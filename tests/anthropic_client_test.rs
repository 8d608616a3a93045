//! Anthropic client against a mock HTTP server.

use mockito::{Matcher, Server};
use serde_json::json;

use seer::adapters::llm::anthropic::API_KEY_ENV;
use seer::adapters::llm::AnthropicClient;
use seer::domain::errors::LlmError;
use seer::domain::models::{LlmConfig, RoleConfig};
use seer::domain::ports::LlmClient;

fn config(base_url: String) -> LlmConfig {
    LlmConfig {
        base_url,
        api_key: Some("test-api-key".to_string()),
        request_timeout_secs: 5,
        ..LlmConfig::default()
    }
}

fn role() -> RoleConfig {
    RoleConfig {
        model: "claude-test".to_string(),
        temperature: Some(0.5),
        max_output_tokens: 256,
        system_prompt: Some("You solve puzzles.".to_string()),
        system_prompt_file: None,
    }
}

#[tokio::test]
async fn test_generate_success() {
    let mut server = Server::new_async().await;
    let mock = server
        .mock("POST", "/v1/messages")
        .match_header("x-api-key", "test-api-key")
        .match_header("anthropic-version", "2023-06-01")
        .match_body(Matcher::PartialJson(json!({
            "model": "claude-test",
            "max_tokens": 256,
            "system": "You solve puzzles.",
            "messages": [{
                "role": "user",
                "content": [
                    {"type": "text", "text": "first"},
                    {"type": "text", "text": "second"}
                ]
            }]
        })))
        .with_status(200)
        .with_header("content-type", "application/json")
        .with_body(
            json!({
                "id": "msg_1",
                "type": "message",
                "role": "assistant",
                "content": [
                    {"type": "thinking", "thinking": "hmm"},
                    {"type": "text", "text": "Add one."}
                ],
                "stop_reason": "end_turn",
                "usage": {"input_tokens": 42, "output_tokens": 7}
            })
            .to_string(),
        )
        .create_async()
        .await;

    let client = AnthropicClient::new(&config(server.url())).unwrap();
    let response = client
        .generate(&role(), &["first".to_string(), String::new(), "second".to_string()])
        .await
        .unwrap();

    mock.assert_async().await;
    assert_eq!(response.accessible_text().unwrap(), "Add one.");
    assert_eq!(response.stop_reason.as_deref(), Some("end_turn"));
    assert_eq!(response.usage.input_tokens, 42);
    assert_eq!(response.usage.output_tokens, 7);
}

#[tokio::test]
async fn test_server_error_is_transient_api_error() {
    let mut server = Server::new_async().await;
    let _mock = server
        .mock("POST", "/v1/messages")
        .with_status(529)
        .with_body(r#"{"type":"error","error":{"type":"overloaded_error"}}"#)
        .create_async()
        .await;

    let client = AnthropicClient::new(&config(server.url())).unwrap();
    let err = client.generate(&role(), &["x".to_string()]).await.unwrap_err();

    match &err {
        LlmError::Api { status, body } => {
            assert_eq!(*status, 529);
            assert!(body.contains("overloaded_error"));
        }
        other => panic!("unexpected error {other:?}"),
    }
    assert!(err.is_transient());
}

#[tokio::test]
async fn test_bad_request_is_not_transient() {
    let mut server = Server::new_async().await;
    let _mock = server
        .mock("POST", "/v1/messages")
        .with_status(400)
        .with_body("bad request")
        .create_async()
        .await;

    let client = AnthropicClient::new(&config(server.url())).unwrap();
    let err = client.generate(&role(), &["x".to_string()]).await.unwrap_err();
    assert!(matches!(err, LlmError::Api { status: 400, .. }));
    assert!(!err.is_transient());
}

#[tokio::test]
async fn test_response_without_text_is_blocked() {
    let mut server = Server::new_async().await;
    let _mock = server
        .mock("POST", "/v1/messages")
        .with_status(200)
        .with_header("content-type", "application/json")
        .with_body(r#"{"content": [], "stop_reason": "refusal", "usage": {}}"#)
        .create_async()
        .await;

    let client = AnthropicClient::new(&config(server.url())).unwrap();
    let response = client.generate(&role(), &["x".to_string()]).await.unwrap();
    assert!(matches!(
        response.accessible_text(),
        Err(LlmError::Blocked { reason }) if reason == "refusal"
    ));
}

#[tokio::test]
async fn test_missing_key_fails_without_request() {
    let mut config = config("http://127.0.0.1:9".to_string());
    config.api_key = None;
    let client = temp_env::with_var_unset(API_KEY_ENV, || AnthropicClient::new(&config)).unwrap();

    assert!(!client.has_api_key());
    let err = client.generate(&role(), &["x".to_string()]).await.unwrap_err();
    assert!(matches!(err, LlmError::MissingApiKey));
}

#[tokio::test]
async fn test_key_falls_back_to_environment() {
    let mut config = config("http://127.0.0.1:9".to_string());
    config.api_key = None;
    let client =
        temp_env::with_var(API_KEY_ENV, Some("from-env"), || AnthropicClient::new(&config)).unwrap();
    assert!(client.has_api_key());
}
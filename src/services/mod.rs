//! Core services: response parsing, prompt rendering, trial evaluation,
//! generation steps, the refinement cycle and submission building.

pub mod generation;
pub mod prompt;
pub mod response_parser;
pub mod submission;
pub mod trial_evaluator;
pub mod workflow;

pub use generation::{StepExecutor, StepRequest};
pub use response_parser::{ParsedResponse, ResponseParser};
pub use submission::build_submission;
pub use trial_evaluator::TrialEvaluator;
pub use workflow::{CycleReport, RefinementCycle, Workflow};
****
AIM OF THE TASK | Output the full listing exactly as it stands.

YOUR RESPONSE |
filename tests/anthropic_client_test.rs
repository 8d608616a3a93045
//! Anthropic client against a mock HTTP server.

use mockito::{Matcher, Server};
use serde_json::json;

use seer::adapters::llm::anthropic::API_KEY_ENV;
use seer::adapters::llm::AnthropicClient;
use seer::domain::errors::LlmError;
use seer::domain::models::{LlmConfig, RoleConfig};
use seer::domain::ports::LlmClient;

fn config(base_url: String) -> LlmConfig {
    LlmConfig {
        base_url,
        api_key: Some("test-api-key".to_string()),
        request_timeout_secs: 5,
        ..LlmConfig::default()
    }
}

fn role() -> RoleConfig {
    RoleConfig {
        model: "claude-test".to_string(),
        temperature: Some(0.5),
        max_output_tokens: 256,
        system_prompt: Some("You solve puzzles.".to_string()),
        system_prompt_file: None,
    }
}

#[tokio::test]
async fn test_generate_success() {
    let mut server = Server::new_async().await;
    let mock = server
        .mock("POST", "/v1/messages")
        .match_header("x-api-key", "test-api-key")
        .match_header("anthropic-version", "2023-06-01")
        .match_body(Matcher::PartialJson(json!({
            "model": "claude-test",
            "max_tokens": 256,
            "system": "You solve puzzles.",
            "messages": [{
                "role": "user",
                "content": [
                    {"type": "text", "text": "first"},
                    {"type": "text", "text": "second"}
                ]
            }]
        })))
        .with_status(200)
        .with_header("content-type", "application/json")
        .with_body(
            json!({
                "id": "msg_1",
                "type": "message",
                "role": "assistant",
                "content": [
                    {"type": "thinking", "thinking": "hmm"},
                    {"type": "text", "text": "Add one."}
                ],
                "stop_reason": "end_turn",
                "usage": {"input_tokens": 42, "output_tokens": 7}
            })
            .to_string(),
        )
        .create_async()
        .await;

    let client = AnthropicClient::new(&config(server.url())).unwrap();
    let response = client
        .generate(&role(), &["first".to_string(), String::new(), "second".to_string()])
        .await
        .unwrap();

    mock.assert_async().await;
    assert_eq!(response.accessible_text().unwrap(), "Add one.");
    assert_eq!(response.stop_reason.as_deref(), Some("end_turn"));
    assert_eq!(response.usage.input_tokens, 42);
    assert_eq!(response.usage.output_tokens, 7);
}

#[tokio::test]
async fn test_server_error_is_transient_api_error() {
    let mut server = Server::new_async().await;
    let _mock = server
        .mock("POST", "/v1/messages")
        .with_status(529)
        .with_body(r#"{"type":"error","error":{"type":"overloaded_error"}}"#)
        .create_async()
        .await;

    let client = AnthropicClient::new(&config(server.url())).unwrap();
    let err = client.generate(&role(), &["x".to_string()]).await.unwrap_err();

    match &err {
        LlmError::Api { status, body } => {
            assert_eq!(*status, 529);
            assert!(body.contains("overloaded_error"));
        }
        other => panic!("unexpected error {other:?}"),
    }
    assert!(err.is_transient());
}

#[tokio::test]
async fn test_bad_request_is_not_transient() {
    let mut server = Server::new_async().await;
    let _mock = server
        .mock("POST", "/v1/messages")
        .with_status(400)
        .with_body("bad request")
        .create_async()
        .await;

    let client = AnthropicClient::new(&config(server.url())).unwrap();
    let err = client.generate(&role(), &["x".to_string()]).await.unwrap_err();
    assert!(matches!(err, LlmError::Api { status: 400, .. }));
    assert!(!err.is_transient());
}

#[tokio::test]
async fn test_response_without_text_is_blocked() {
    let mut server = Server::new_async().await;
    let _mock = server
        .mock("POST", "/v1/messages")
        .with_status(200)
        .with_header("content-type", "application/json")
        .with_body(r#"{"content": [], "stop_reason": "refusal", "usage": {}}"#)
        .create_async()
        .await;

    let client = AnthropicClient::new(&config(server.url())).unwrap();
    let response = client.generate(&role(), &["x".to_string()]).await.unwrap();
    assert!(matches!(
        response.accessible_text(),
        Err(LlmError::Blocked { reason }) if reason == "refusal"
    ));
}

#[tokio::test]
async fn test_missing_key_fails_without_request() {
    let mut config = config("http://127.0.0.1:9".to_string());
    config.api_key = None;
    let client = temp_env::with_var_unset(API_KEY_ENV, || AnthropicClient::new(&config)).unwrap();

    assert!(!client.has_api_key());
    let err = client.generate(&role(), &["x".to_string()]).await.unwrap_err();
    assert!(matches!(err, LlmError::MissingApiKey));
}

#[tokio::test]
async fn test_key_falls_back_to_environment() {
    let mut config = config("http://127.0.0.1:9".to_string());
    config.api_key = None;
    let client =
        temp_env::with_var(API_KEY_ENV, Some("from-env"), || AnthropicClient::new(&config)).unwrap();
    assert!(client.has_api_key());
}
filename src/services/mod.rs
//! Core services: response parsing, prompt rendering, trial evaluation,
//! generation steps, the refinement cycle and submission building.

pub mod generation;
pub mod prompt;
pub mod response_parser;
pub mod submission;
pub mod trial_evaluator;
pub mod workflow;

pub use generation::{StepExecutor, StepRequest};
pub use response_parser::{ParsedResponse, ResponseParser};
pub use submission::build_submission;
pub use trial_evaluator::TrialEvaluator;
pub use workflow::{CycleReport, RefinementCycle, Workflow};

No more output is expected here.